_Exercise description_.
Every line in the data below that holds "OsRng" should be found and copied.
· · ·
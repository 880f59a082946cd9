mod bundle;
pub use bundle::*;
mod identity_key;
pub use identity_key::*;
mod one_time_pre_key;
pub use one_time_pre_key::*;
mod pre_key;
pub use pre_key::*;

use crate::Error;
use rand::TryRngCore;
use rand::rngs::OsRng;

/// Generates a cryptographically secure random 32-byte seed.
pub(crate) fn generate_random_seed() -> Result<Box<[u8; 32]>, Error> {
    let mut seed = Box::new([0u8; 32]);
    OsRng
        .try_fill_bytes(seed.as_mut_slice())
        .map_err(|_| Error::Random)?;
    Ok(seed)
}

/// Generates a random non-zero 31-bit identifier.
///
/// Used for registration ids and sender key ids.
pub(crate) fn generate_random_id() -> Result<u32, Error> {
    loop {
        let id = OsRng.try_next_u32().map_err(|_| Error::Random)? & 0x7FFF_FFFF;
        if id != 0 {
            return Ok(id);
        }
    }
}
· · ·
_Output_.
use rand::rngs::OsRng;
    OsRng
        let id = OsRng.try_next_u32().map_err(|_| Error::Random)? & 0x7FFF_FFFF;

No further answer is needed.